From The Art of Grace:
- 1. Slow down and plan. There’s no way to be graceful when you’re rushing around haphazardly.
- 2. Practice tolerance and compassion. This goes along with slowing down. Take time to listen and understand.
- 3. Make room for others—on the sidewalk, at the bus stop, in a coffee shop, during a business meeting, and in your life.
- 4. Strive to make things easy for people, even in small ways.
- 5. Make things easy for yourself. Be easily pleased. Accept compliments, take a seat on the bus if someone offers it to you, embrace any kindness that comes your way. This is graciousness, and it is a gift for someone else. You are giving another person the gift of being graceful.
- 6. Lighten your load. Shed painful shoes, disencumber yourself of heavy purses, backpacks, and briefcases. Let the bad stuff go, physically and emotionally.

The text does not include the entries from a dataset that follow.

use serde::{Deserialize, Serialize};

/// Catalog metadata for one destination guide, resolved from front-matter
/// with per-field fallbacks (see `frontmatter`).
#[derive(Debug, Clone, PartialEq, Serialize, Deserialize)]
pub struct GuideMeta {
    /// Display name of the destination, e.g. "杭州"
    pub city: String,
    /// Guide title, e.g. "杭州三日游攻略"
    pub title: String,
    /// Trip length in days
    pub days: u32,
    /// Nights spent, usually `days - 1`
    pub nights: u32,
    /// Headline theme, e.g. "古镇水乡"
    pub theme: String,
    /// Coarse region label, e.g. "华东"
    pub region: String,
    /// Free-form tags used by filtering and search
    pub tags: Vec<String>,
    /// Estimated budget in yuan, when the author provided one
    pub budget: Option<u32>,
    /// Recommended season, when the author provided one
    pub season: Option<String>,
    /// Cover image path or URL
    pub cover: String,
    /// Editorial rating, defaults to 4.5
    pub rating: f32,
}

/// One destination guide: slug, resolved metadata and the markdown body
/// (front-matter stripped). Never mutated after load.
#[derive(Debug, Clone, PartialEq, Serialize, Deserialize)]
pub struct Guide {
    pub slug: String,
    pub meta: GuideMeta,
    pub content: String,
}

/// Activity classification for a timeline entry. Derived from row text by
/// the itinerary parser, never authored directly.
#[derive(Debug, Clone, Copy, PartialEq, Eq, Serialize, Deserialize)]
#[serde(rename_all = "lowercase")]
pub enum ActivityKind {
    Attraction,
    Meal,
    Transport,
    Hotel,
}

impl ActivityKind {
    pub fn as_str(self) -> &'static str {
        match self {
            ActivityKind::Attraction => "attraction",
            ActivityKind::Meal => "meal",
            ActivityKind::Transport => "transport",
            ActivityKind::Hotel => "hotel",
        }
    }
}

/// One time-stamped entry in a day's timeline. Created once per parsed
/// table row, immutable thereafter.
#[derive(Debug, Clone, PartialEq, Serialize, Deserialize)]
pub struct ItineraryItem {
    /// Free-form time label, e.g. "09:00" or "下午"
    pub time: String,
    pub kind: ActivityKind,
    pub title: String,
    /// Mirrors the tip column when present
    pub description: Option<String>,
    /// The parser never populates this; markers come from the location
    /// catalog keyed by exact place name, with no automatic linkage.
    pub location: Option<String>,
    pub tips: Option<Vec<String>>,
}

/// One recognized "Day N" section, in document order.
#[derive(Debug, Clone, PartialEq, Serialize, Deserialize)]
pub struct DayPlan {
    pub day: u32,
    pub date: Option<String>,
    pub theme: String,
    /// Always non-empty; a day with no parsed rows is dropped entirely.
    pub items: Vec<ItineraryItem>,
}

/// Marker classification used by the map collaborator. Distinct from
/// `ActivityKind`: the map speaks "restaurant", the timeline "meal".
#[derive(Debug, Clone, Copy, PartialEq, Eq, Serialize, Deserialize)]
#[serde(rename_all = "lowercase")]
pub enum PlaceKind {
    Attraction,
    Restaurant,
    Hotel,
    Transport,
}

impl PlaceKind {
    pub fn as_str(self) -> &'static str {
        match self {
            PlaceKind::Attraction => "attraction",
            PlaceKind::Restaurant => "restaurant",
            PlaceKind::Hotel => "hotel",
            PlaceKind::Transport => "transport",
        }
    }
}

/// A named coordinate fed to the map collaborator.
#[derive(Debug, Clone, PartialEq, Serialize, Deserialize)]
pub struct Place {
    pub name: String,
    pub lat: f64,
    pub lng: f64,
    pub kind: PlaceKind,
}

/// Day-count buckets offered by the catalog filter bar.
#[derive(Debug, Clone, Copy, PartialEq, Eq)]
pub enum DayBucket {
    OneToTwo,
    Three,
    FourToFive,
    FivePlus,
}

impl DayBucket {
    /// Parse the filter-bar value. Unknown values mean "no constraint",
    /// so this returns `None` rather than an error.
    pub fn parse(value: &str) -> Option<Self> {
        match value {
            "1-2" => Some(DayBucket::OneToTwo),
            "3" => Some(DayBucket::Three),
            "4-5" => Some(DayBucket::FourToFive),
            "5+" => Some(DayBucket::FivePlus),
            _ => None,
        }
    }

    pub fn contains(self, days: u32) -> bool {
        match self {
            DayBucket::OneToTwo => (1..=2).contains(&days),
            DayBucket::Three => days == 3,
            DayBucket::FourToFive => (4..=5).contains(&days),
            DayBucket::FivePlus => days >= 5,
        }
    }
}

/// Catalog filter options. All fields optional; an empty filter matches
/// every guide.
#[derive(Debug, Clone, Default)]
pub struct GuideFilter {
    pub search: Option<String>,
    pub region: Option<String>,
    pub days: Option<DayBucket>,
    pub theme: Option<String>,
}

#[cfg(test)]
mod tests {
    use super::*;

    #[test]
    fn day_buckets() {
        assert!(DayBucket::OneToTwo.contains(1));
        assert!(DayBucket::OneToTwo.contains(2));
        assert!(!DayBucket::OneToTwo.contains(3));
        assert!(DayBucket::Three.contains(3));
        assert!(!DayBucket::Three.contains(4));
        assert!(DayBucket::FourToFive.contains(4));
        assert!(DayBucket::FourToFive.contains(5));
        assert!(!DayBucket::FourToFive.contains(6));
        // the buckets deliberately overlap at 5, matching the filter bar
        assert!(DayBucket::FivePlus.contains(5));
        assert!(DayBucket::FivePlus.contains(9));
    }

    #[test]
    fn unknown_bucket_is_no_constraint() {
        assert_eq!(DayBucket::parse("7"), None);
        assert_eq!(DayBucket::parse(""), None);
        assert_eq!(DayBucket::parse("4-5"), Some(DayBucket::FourToFive));
    }

    #[test]
    fn kind_serialization_is_lowercase() {
        assert_eq!(
            serde_json::to_string(&ActivityKind::Meal).unwrap(),
            "\"meal\""
        );
        assert_eq!(
            serde_json::to_string(&PlaceKind::Restaurant).unwrap(),
            "\"restaurant\""
        );
    }
}
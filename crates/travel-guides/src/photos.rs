/// Cover-photo resolution with explicit caching and layered fallback.
///
/// Resolution order: Redis cache (24h TTL) → provider search over a fixed
/// list of query strategies → site-local image path. A deterministic
/// gradient class rides along with every answer so the renderer has a final
/// fallback when the local image is missing too.
use std::sync::Arc;
use std::time::Duration;

use futures::future::join_all;
use tracing::{info, warn};

use crate::cache::GuideCache;
use travel_common::unsplash::{UnsplashClient, UnsplashClientError};

/// Provider free tier is rate-limited; prefetch in small bursts.
const PREFETCH_BATCH_SIZE: usize = 5;
const PREFETCH_PAUSE: Duration = Duration::from_secs(1);

/// Chinese city name → English search term. Cities missing here are
/// searched under their Chinese name, which the provider handles worse.
const CITY_ENGLISH_NAMES: &[(&str, &str)] = &[
    ("北京", "Beijing"),
    ("上海", "Shanghai"),
    ("杭州", "Hangzhou"),
    ("苏州", "Suzhou"),
    ("成都", "Chengdu"),
    ("西安", "Xian"),
    ("重庆", "Chongqing"),
    ("厦门", "Xiamen"),
    ("青岛", "Qingdao"),
    ("南京", "Nanjing"),
    ("三亚", "Sanya"),
    ("桂林", "Guilin"),
    ("张家界", "Zhangjiajie"),
    ("黄山", "Huangshan"),
    ("乌镇", "Wuzhen"),
    ("周庄", "Zhouzhuang"),
    ("西塘", "Xitang"),
    ("云南", "Yunnan"),
    ("无锡", "Wuxi"),
    ("扬州", "Yangzhou"),
    ("同里", "Tongli"),
    ("南浔", "Nanxun"),
    ("锦溪", "Jinxi"),
    ("安昌", "Anchang"),
    ("朱家角", "Zhujiajiao"),
    ("莫干山", "Moganshan"),
    ("千岛湖", "Qiandao Lake"),
    ("安吉", "Anji"),
];

const GRADIENTS: &[&str] = &[
    "from-blue-400 to-purple-500",
    "from-green-400 to-blue-500",
    "from-purple-400 to-pink-500",
    "from-yellow-400 to-orange-500",
    "from-red-400 to-pink-500",
    "from-indigo-400 to-purple-500",
    "from-teal-400 to-green-500",
    "from-orange-400 to-red-500",
];

#[derive(Debug, Clone, Copy, PartialEq, Eq)]
pub enum CoverSource {
    Cache,
    Provider,
    Local,
}

impl CoverSource {
    pub fn as_str(self) -> &'static str {
        match self {
            CoverSource::Cache => "cache",
            CoverSource::Provider => "unsplash",
            CoverSource::Local => "local",
        }
    }
}

#[derive(Debug, Clone)]
pub struct ResolvedCover {
    pub url: String,
    pub source: CoverSource,
    pub gradient: String,
}

pub struct PhotoService {
    client: UnsplashClient,
    cache: Arc<GuideCache>,
}

impl PhotoService {
    pub fn new(client: UnsplashClient, cache: Arc<GuideCache>) -> Self {
        Self { client, cache }
    }

    pub fn is_configured(&self) -> bool {
        self.client.is_configured()
    }

    /// Resolve a cover image for one destination. Never fails: provider
    /// errors degrade to the local image path.
    pub async fn resolve_cover(&self, city: &str, slug: &str) -> ResolvedCover {
        let gradient = gradient_class(slug).to_string();

        if let Some(url) = self.cache.get_cover(city).await {
            return ResolvedCover {
                url,
                source: CoverSource::Cache,
                gradient,
            };
        }

        if self.client.is_configured() {
            for query in search_queries(city) {
                match self.client.search_photo(&query).await {
                    Ok(Some(hit)) => {
                        info!(city, query, "cover image found");
                        self.cache.set_cover(city, &hit.urls.regular).await;
                        return ResolvedCover {
                            url: hit.urls.regular,
                            source: CoverSource::Provider,
                            gradient,
                        };
                    }
                    Ok(None) => continue,
                    Err(UnsplashClientError::RateLimited) => {
                        warn!(city, "photo provider rate limit reached, stopping search");
                        break;
                    }
                    Err(e) => {
                        warn!(city, query, error = %e, "photo query failed, trying next strategy");
                        continue;
                    }
                }
            }
            warn!(city, "no provider image found, using local fallback");
        }

        ResolvedCover {
            url: format!("/images/{slug}-guide.png"),
            source: CoverSource::Local,
            gradient,
        }
    }

    /// Warm the cover cache for many destinations, in small bursts with a
    /// pause between them to stay under the provider rate limit.
    pub async fn prefetch_covers(&self, cities: &[(String, String)]) {
        for (i, chunk) in cities.chunks(PREFETCH_BATCH_SIZE).enumerate() {
            if i > 0 {
                tokio::time::sleep(PREFETCH_PAUSE).await;
            }
            let lookups = chunk
                .iter()
                .map(|(city, slug)| self.resolve_cover(city, slug));
            join_all(lookups).await;
        }
    }
}

/// Query strategies tried in order; first hit wins.
fn search_queries(city: &str) -> Vec<String> {
    let english = english_name(city).unwrap_or(city);
    vec![
        format!("{english} China landmark"),
        format!("{english} China travel"),
        format!("{city} China scenic"),
        format!("{english} cityscape"),
        format!("{english} architecture"),
        format!("China {english}"),
    ]
}

fn english_name(city: &str) -> Option<&'static str> {
    CITY_ENGLISH_NAMES
        .iter()
        .find(|(zh, _)| *zh == city)
        .map(|(_, en)| *en)
}

/// Deterministic gradient for a slug, so a destination keeps the same
/// fallback look across pages and reloads.
pub fn gradient_class(slug: &str) -> &'static str {
    let hash: u32 = slug.chars().map(|c| c as u32).fold(0, u32::wrapping_add);
    GRADIENTS[(hash as usize) % GRADIENTS.len()]
}

#[cfg(test)]
mod tests {
    use super::*;

    #[test]
    fn gradient_is_deterministic_per_slug() {
        assert_eq!(gradient_class("hangzhou"), gradient_class("hangzhou"));
        let all_known = ["hangzhou", "beijing", "wuzhen", "suzhou"]
            .iter()
            .map(|s| gradient_class(s))
            .all(|g| GRADIENTS.contains(&g));
        assert!(all_known);
    }

    #[test]
    fn query_strategies_use_english_name_when_known() {
        let queries = search_queries("杭州");
        assert_eq!(queries.len(), 6);
        assert_eq!(queries[0], "Hangzhou China landmark");
        // the scenic strategy keeps the Chinese name
        assert_eq!(queries[2], "杭州 China scenic");
    }

    #[test]
    fn unknown_city_falls_back_to_its_own_name() {
        let queries = search_queries("拉萨");
        assert_eq!(queries[0], "拉萨 China landmark");
        assert_eq!(queries[5], "China 拉萨");
    }
}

- 7. Take care of your body. The more you move, the better you’ll move. And the better you’ll feel.
- 8. Practice extreme noticing. Look for grace where you least expect it.
- 9. Be generous. It’s a lovely thing to anticipate and fulfill someone’s hopes.
- 10. Enjoy. Raise a glass, as Lionel Barrymore did in the movie Grand Hotel, “to our magnificent, brief, dangerous life—and the courage to live it!”
From When Breathe Becomes Air:
Moral duty has weight, things that have weight have gravity, and so the duty to bear mortal responsibility pulled me back into the operating room.
From Purity: A Novel:
She proceeded to cry torrentially. The only way I could get her to stop was to become, right then and there, a person who experienced as keenly as she did the unfairness of my being able to pee standing up. I made this adjustment to my personality—and a hundred others like it in our early months together—and henceforth I peed sitting down whenever she could hear me. (When she couldn’t, though, I peed in her sink. The part of me that did this was the part that ultimately ruined us and saved me.)
From Training Essentials for Ultrarunning:
Successful outcome goals strike a balance between being achievable and offering a challenge. Where you sit on the achievability teeter-totter depends on your individual tolerance for risk. As you set goals that are more challenging and closer to the limits of your capabilities, you must simultaneously accept a higher level of risk associated with those goals. The inverse is also true, but sometimes it’s harder to grasp. Goals beyond your physical capabilities are not well-constructed goals. It is also important to realize that if you have a low tolerance for risk, an extremely challenging goal is just as inappropriate as a goal that is way beyond your physical capabilities.